Mack picked up his spray bottles on his way out of the kitchen and paused in the doorway. “Oh, she is. Buster prays she’ll get what’s coming to her.”
“Now that’s the kind of praying I can get behind,” Fern said after Mack had left the room. “Maybe I should start going to their prayer meetings.” He smoothed the shoulders of his black-and-white-striped top. “In the meantime, I’m going to search upstairs and finish the bridesmaids’ hair.”
As he sashayed out of the kitchen, I tried to imagine the prim hairstylist at one of the gatherings of the Road Riders for Jesus, but the thought of Fern in leather and chains made my head hurt.
“Come on.” I pulled Leatrice with me toward the French doors. “The costumes are in the pool house.”
“Wait for me.” Richard hurried after us, his dog jiggling in his arms. “Maybe I can find something for Hermes to wear.”
I highly doubted Sidney Allen stocked dog-sized costumes, but I didn’t want to burst Richard’s bubble.
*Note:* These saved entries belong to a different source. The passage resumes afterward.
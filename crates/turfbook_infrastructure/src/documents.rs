//! Conversions between the open JSON records at the HTTP boundary and the
//! BSON documents the store keeps.

use chrono::{DateTime, NaiveDate, NaiveDateTime, Utc};
use mongodb::bson::{self, Bson, Document};
use serde_json::Value;

use turfbook_interface::errors::{AppError, Result};
use turfbook_interface::JsonObject;

/// Builds the document to insert from the caller's fields, as-is.
pub fn document_from_json(fields: JsonObject) -> Result<Document> {
    bson::to_document(&fields).map_err(|e| AppError::BsonError { msg: e.to_string() })
}

/// Renders a stored document the way the HTTP layer returns it: object ids
/// become hex strings and datetimes RFC 3339 strings, everything else the
/// plain JSON it round-tripped from.
pub fn json_from_document(document: Document) -> Value {
    Value::Object(
        document
            .into_iter()
            .map(|(key, value)| (key, json_from_bson(value)))
            .collect(),
    )
}

fn json_from_bson(value: Bson) -> Value {
    match value {
        Bson::ObjectId(id) => Value::String(id.to_hex()),
        Bson::DateTime(moment) => moment
            .try_to_rfc3339_string()
            .map(Value::String)
            .unwrap_or(Value::Null),
        Bson::Document(document) => json_from_document(document),
        Bson::Array(values) => Value::Array(values.into_iter().map(json_from_bson).collect()),
        other => other.into_relaxed_extjson(),
    }
}

/// UTC calendar day (`YYYY-MM-DD`) named by a stored `date` value, or `None`
/// when the value does not name a point in time.
pub fn normalize_day(value: &Bson) -> Option<String> {
    match value {
        Bson::DateTime(moment) => format_day(moment.timestamp_millis()),
        Bson::Int64(millis) => format_day(*millis),
        Bson::String(raw) => parse_day(raw),
        _ => None,
    }
}

fn format_day(millis: i64) -> Option<String> {
    DateTime::<Utc>::from_timestamp_millis(millis)
        .map(|moment| moment.format("%Y-%m-%d").to_string())
}

fn parse_day(raw: &str) -> Option<String> {
    if let Ok(moment) = DateTime::parse_from_rfc3339(raw) {
        return Some(moment.with_timezone(&Utc).format("%Y-%m-%d").to_string());
    }

    if let Ok(day) = NaiveDate::parse_from_str(raw, "%Y-%m-%d") {
        return Some(day.format("%Y-%m-%d").to_string());
    }

    // A datetime without an offset is read as UTC.
    if let Ok(moment) = NaiveDateTime::parse_from_str(raw, "%Y-%m-%dT%H:%M:%S%.f") {
        return Some(moment.format("%Y-%m-%d").to_string());
    }

    None
}

#[cfg(test)]
mod tests {
    use super::*;
    use mongodb::bson::oid::ObjectId;
    use mongodb::bson::{doc, DateTime as BsonDateTime};
    use serde_json::json;

    // 2024-06-01T00:00:00Z
    const JUNE_FIRST_MILLIS: i64 = 1_717_200_000_000;

    #[test]
    fn stored_documents_render_as_plain_json() {
        let id = ObjectId::parse_str("507f1f77bcf86cd799439011").unwrap();
        let document = doc! {
            "_id": id,
            "groundId": "A",
            "qty": 2_i32,
            "confirmed": true,
            "details": { "slots": ["10-11", "11-12"] },
            "createdAt": BsonDateTime::from_millis(JUNE_FIRST_MILLIS),
        };

        let value = json_from_document(document);

        assert_eq!(value["_id"], json!("507f1f77bcf86cd799439011"));
        assert_eq!(value["groundId"], json!("A"));
        assert_eq!(value["qty"], json!(2));
        assert_eq!(value["confirmed"], json!(true));
        assert_eq!(value["details"]["slots"], json!(["10-11", "11-12"]));

        let created_at = value["createdAt"].as_str().unwrap();
        assert!(created_at.starts_with("2024-06-01T00:00:00"));
    }

    #[test]
    fn caller_fields_survive_the_document_round_trip() {
        let fields: JsonObject =
            serde_json::from_value(json!({"groundId": "A", "date": "2024-06-01", "slot": "10-11"}))
                .unwrap();

        let document = document_from_json(fields).unwrap();

        assert_eq!(document.get_str("groundId").unwrap(), "A");
        assert_eq!(document.get_str("date").unwrap(), "2024-06-01");
        assert_eq!(document.get_str("slot").unwrap(), "10-11");
    }

    #[test]
    fn plain_dates_normalize_to_themselves() {
        let value = Bson::String("2024-06-01".to_string());
        assert_eq!(normalize_day(&value), Some("2024-06-01".to_string()));
    }

    #[test]
    fn offset_datetimes_normalize_to_the_utc_day() {
        let value = Bson::String("2024-06-01T22:00:00-05:00".to_string());
        assert_eq!(normalize_day(&value), Some("2024-06-02".to_string()));
    }

    #[test]
    fn bare_datetimes_are_read_as_utc() {
        let value = Bson::String("2024-06-01T22:00:00.000".to_string());
        assert_eq!(normalize_day(&value), Some("2024-06-01".to_string()));
    }

    #[test]
    fn stored_bson_datetimes_normalize() {
        let value = Bson::DateTime(BsonDateTime::from_millis(JUNE_FIRST_MILLIS));
        assert_eq!(normalize_day(&value), Some("2024-06-01".to_string()));
    }

    #[test]
    fn epoch_millis_normalize() {
        let value = Bson::Int64(JUNE_FIRST_MILLIS);
        assert_eq!(normalize_day(&value), Some("2024-06-01".to_string()));
    }

    #[test]
    fn unparseable_dates_normalize_to_none() {
        assert_eq!(normalize_day(&Bson::String("next friday".to_string())), None);
        assert_eq!(normalize_day(&Bson::Null), None);
        assert_eq!(normalize_day(&Bson::Boolean(true)), None);
    }
}
use axum::extract::{Json, State};
use axum::http::StatusCode;
use axum::routing::post;
use axum::Router;
use serde_json::Value;

use turfbook_infrastructure::services::ServiceRegistry;
use turfbook_interface::errors::Result;
use turfbook_interface::purchases::service::PurchasesServiceHandle;
use turfbook_interface::JsonObject;

pub struct PurchasesRouter;

impl PurchasesRouter {
    pub fn new(service_registry: ServiceRegistry) -> Router {
        Router::new()
            .route("/purchases", post(Self::create_purchase))
            .with_state(service_registry)
    }

    async fn create_purchase(
        State(purchases_service): State<PurchasesServiceHandle>,
        Json(body): Json<JsonObject>,
    ) -> Result<(StatusCode, Json<Value>)> {
        let purchase = purchases_service.create_purchase(body).await?;

        Ok((StatusCode::CREATED, Json(purchase)))
    }
}
use axum::extract::{Json, State};
use axum::http::StatusCode;
use axum::routing::get;
use axum::Router;
use serde_json::Value;

use turfbook_infrastructure::services::ServiceRegistry;
use turfbook_interface::errors::Result;
use turfbook_interface::reviews::service::ReviewsServiceHandle;
use turfbook_interface::JsonObject;

pub struct ReviewsRouter;

impl ReviewsRouter {
    pub fn new(service_registry: ServiceRegistry) -> Router {
        Router::new()
            .route("/reviews", get(Self::list_reviews).post(Self::create_review))
            .with_state(service_registry)
    }

    async fn list_reviews(
        State(reviews_service): State<ReviewsServiceHandle>,
    ) -> Result<Json<Vec<Value>>> {
        reviews_service.list_reviews().await.map(Json)
    }

    async fn create_review(
        State(reviews_service): State<ReviewsServiceHandle>,
        Json(body): Json<JsonObject>,
    ) -> Result<(StatusCode, Json<Value>)> {
        let review = reviews_service.create_review(body).await?;

        Ok((StatusCode::CREATED, Json(review)))
    }
}
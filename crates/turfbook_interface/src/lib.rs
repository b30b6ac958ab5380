pub mod errors;

pub mod bookings {
    pub mod model;
    pub mod service;
}

pub mod reviews {
    pub mod service;
}

pub mod purchases {
    pub mod service;
}

/// Request bodies and stored records are open mappings: the service accepts
/// whatever fields the caller sends and never validates a schema.
pub type JsonObject = serde_json::Map<String, serde_json::Value>;
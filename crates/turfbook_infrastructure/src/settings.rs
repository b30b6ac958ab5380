use config::{Config, ConfigError, File};
use serde::Deserialize;
use std::fmt;

#[derive(Debug, Clone, Deserialize)]
pub struct Server {
    pub port: u16,
}

#[derive(Debug, Clone, Deserialize)]
pub struct Logger {
    pub level: String,
}

#[derive(Debug, Clone, Deserialize)]
pub struct Database {
    pub uri: String,
    pub name: String,
}

#[derive(Debug, Clone, Deserialize)]
pub struct Settings {
    pub environment: String,
    pub server: Server,
    pub logger: Logger,
    pub database: Database,
}

impl Settings {
    pub fn new() -> Result<Self, ConfigError> {
        let config = if cfg!(debug_assertions) {
            "debug"
        } else {
            "release"
        };

        let builder = Config::builder().add_source(File::with_name(&format!("config/{config}")));

        builder
            .build()?
            // Deserialize (and thus freeze) the entire configuration.
            .try_deserialize()
    }
}

impl fmt::Display for Server {
    fn fmt(&self, f: &mut fmt::Formatter) -> fmt::Result {
        write!(f, "http://localhost:{}", &self.port)
    }
}
use std::sync::Arc;

use async_trait::async_trait;
use serde_json::Value;

use crate::bookings::model::BookedSlots;
use crate::errors::Result;
use crate::JsonObject;

#[async_trait]
pub trait BookingsService {
    async fn list_bookings(&self) -> Result<Vec<Value>>;
    async fn create_booking(&self, fields: JsonObject) -> Result<Value>;
    async fn booked_slots(&self) -> Result<BookedSlots>;
}

pub type BookingsServiceHandle = Arc<dyn BookingsService + Send + Sync>;
use axum::extract::{Json, State};
use axum::http::StatusCode;
use axum::routing::get;
use axum::Router;
use serde_json::Value;

use turfbook_infrastructure::services::ServiceRegistry;
use turfbook_interface::bookings::model::BookedSlots;
use turfbook_interface::bookings::service::BookingsServiceHandle;
use turfbook_interface::errors::Result;
use turfbook_interface::JsonObject;

pub struct BookingsRouter;

impl BookingsRouter {
    pub fn new(service_registry: ServiceRegistry) -> Router {
        Router::new()
            .route(
                "/bookings",
                get(Self::list_bookings).post(Self::create_booking),
            )
            .route("/booked-slots", get(Self::booked_slots))
            .with_state(service_registry)
    }

    // All bookings, most recent date first.
    async fn list_bookings(
        State(bookings_service): State<BookingsServiceHandle>,
    ) -> Result<Json<Vec<Value>>> {
        bookings_service.list_bookings().await.map(Json)
    }

    // Nothing checks that the requested slot is still free; callers race and
    // are expected to consult /booked-slots first.
    async fn create_booking(
        State(bookings_service): State<BookingsServiceHandle>,
        Json(body): Json<JsonObject>,
    ) -> Result<(StatusCode, Json<Value>)> {
        let booking = bookings_service.create_booking(body).await?;

        Ok((StatusCode::CREATED, Json(booking)))
    }

    // The occupied time slots of every ground, grouped by UTC day. This is
    // what the front end renders to grey out taken slots.
    async fn booked_slots(
        State(bookings_service): State<BookingsServiceHandle>,
    ) -> Result<Json<BookedSlots>> {
        bookings_service.booked_slots().await.map(Json)
    }
}
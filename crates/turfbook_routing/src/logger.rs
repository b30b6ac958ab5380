// This module setup the logger level.

use std::env;

pub fn setup(logger_level: &str) {
    if env::var_os("RUST_LOG").is_none() {
        let env = format!("turfbook={logger_level},tower_http={logger_level}");

        env::set_var("RUST_LOG", env);
    }

    tracing_subscriber::fmt::init();
}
We skirted the length of the pool with me pulling Leatrice by the sleeve to speed up her pace. I wanted to spend the least amount of time possible outside in the heat, even though I suspected it was a lost cause and my makeup had melted off ages ago. We reached the pool house, which had glass-paned French doors exactly like the ones on the main house.